▶ Directions for this task: Keep only those lines of the records that include the string "Value".

(Data items)

*** Begin section ***

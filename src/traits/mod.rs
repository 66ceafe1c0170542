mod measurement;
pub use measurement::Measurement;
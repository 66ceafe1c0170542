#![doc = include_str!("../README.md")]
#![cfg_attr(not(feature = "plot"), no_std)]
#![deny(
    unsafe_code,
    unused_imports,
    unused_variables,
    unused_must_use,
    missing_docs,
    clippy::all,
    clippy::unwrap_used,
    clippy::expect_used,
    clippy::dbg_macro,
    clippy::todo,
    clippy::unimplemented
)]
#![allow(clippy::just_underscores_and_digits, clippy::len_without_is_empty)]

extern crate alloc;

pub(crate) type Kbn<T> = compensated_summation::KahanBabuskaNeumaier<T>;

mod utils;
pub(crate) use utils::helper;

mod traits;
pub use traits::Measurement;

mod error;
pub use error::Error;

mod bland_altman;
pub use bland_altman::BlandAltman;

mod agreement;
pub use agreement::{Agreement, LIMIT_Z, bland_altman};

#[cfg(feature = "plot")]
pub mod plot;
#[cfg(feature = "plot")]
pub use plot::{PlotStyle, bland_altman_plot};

*** End section ***
*** Begin section ***

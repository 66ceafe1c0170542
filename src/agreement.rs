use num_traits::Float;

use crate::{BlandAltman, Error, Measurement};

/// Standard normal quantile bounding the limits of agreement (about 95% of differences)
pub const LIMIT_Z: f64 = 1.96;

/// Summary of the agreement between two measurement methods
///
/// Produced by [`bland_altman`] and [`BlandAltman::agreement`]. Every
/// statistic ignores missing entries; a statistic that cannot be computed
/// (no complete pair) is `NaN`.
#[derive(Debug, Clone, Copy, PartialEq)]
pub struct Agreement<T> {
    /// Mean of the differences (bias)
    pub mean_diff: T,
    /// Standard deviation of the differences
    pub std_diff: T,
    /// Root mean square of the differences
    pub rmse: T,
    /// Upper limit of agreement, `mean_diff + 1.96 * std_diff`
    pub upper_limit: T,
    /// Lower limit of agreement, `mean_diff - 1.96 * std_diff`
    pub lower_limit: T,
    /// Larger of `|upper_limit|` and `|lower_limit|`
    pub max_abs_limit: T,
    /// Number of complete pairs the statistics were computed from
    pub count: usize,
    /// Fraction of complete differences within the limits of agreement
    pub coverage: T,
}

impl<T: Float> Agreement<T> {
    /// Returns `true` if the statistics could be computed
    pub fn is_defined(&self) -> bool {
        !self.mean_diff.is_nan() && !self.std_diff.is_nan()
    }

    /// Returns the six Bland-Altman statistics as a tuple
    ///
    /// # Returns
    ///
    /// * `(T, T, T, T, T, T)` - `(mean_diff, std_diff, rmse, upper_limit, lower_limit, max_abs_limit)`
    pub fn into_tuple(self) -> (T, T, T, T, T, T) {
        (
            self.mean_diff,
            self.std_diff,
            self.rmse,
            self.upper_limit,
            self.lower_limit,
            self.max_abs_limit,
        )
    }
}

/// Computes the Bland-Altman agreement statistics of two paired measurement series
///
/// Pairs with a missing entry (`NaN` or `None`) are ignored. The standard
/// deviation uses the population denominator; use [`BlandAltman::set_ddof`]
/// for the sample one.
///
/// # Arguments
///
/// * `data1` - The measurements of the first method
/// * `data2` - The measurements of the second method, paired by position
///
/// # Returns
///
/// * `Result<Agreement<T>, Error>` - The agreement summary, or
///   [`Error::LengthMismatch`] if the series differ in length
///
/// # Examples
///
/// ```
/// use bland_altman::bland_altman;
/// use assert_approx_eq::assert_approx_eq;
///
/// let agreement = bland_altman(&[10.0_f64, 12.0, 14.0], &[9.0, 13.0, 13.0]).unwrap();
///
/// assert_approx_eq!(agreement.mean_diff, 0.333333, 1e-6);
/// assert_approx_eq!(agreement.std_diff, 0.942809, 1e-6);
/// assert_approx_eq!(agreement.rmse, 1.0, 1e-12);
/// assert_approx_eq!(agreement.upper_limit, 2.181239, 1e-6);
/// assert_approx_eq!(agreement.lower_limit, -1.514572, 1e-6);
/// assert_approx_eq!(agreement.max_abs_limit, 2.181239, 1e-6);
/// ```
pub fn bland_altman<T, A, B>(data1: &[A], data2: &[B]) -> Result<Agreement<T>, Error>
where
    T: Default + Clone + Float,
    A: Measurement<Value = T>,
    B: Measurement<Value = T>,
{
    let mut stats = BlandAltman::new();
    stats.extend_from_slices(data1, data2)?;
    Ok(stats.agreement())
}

*** End section ***

▶ Task result:
    A: Measurement<Value = T>,
    B: Measurement<Value = T>,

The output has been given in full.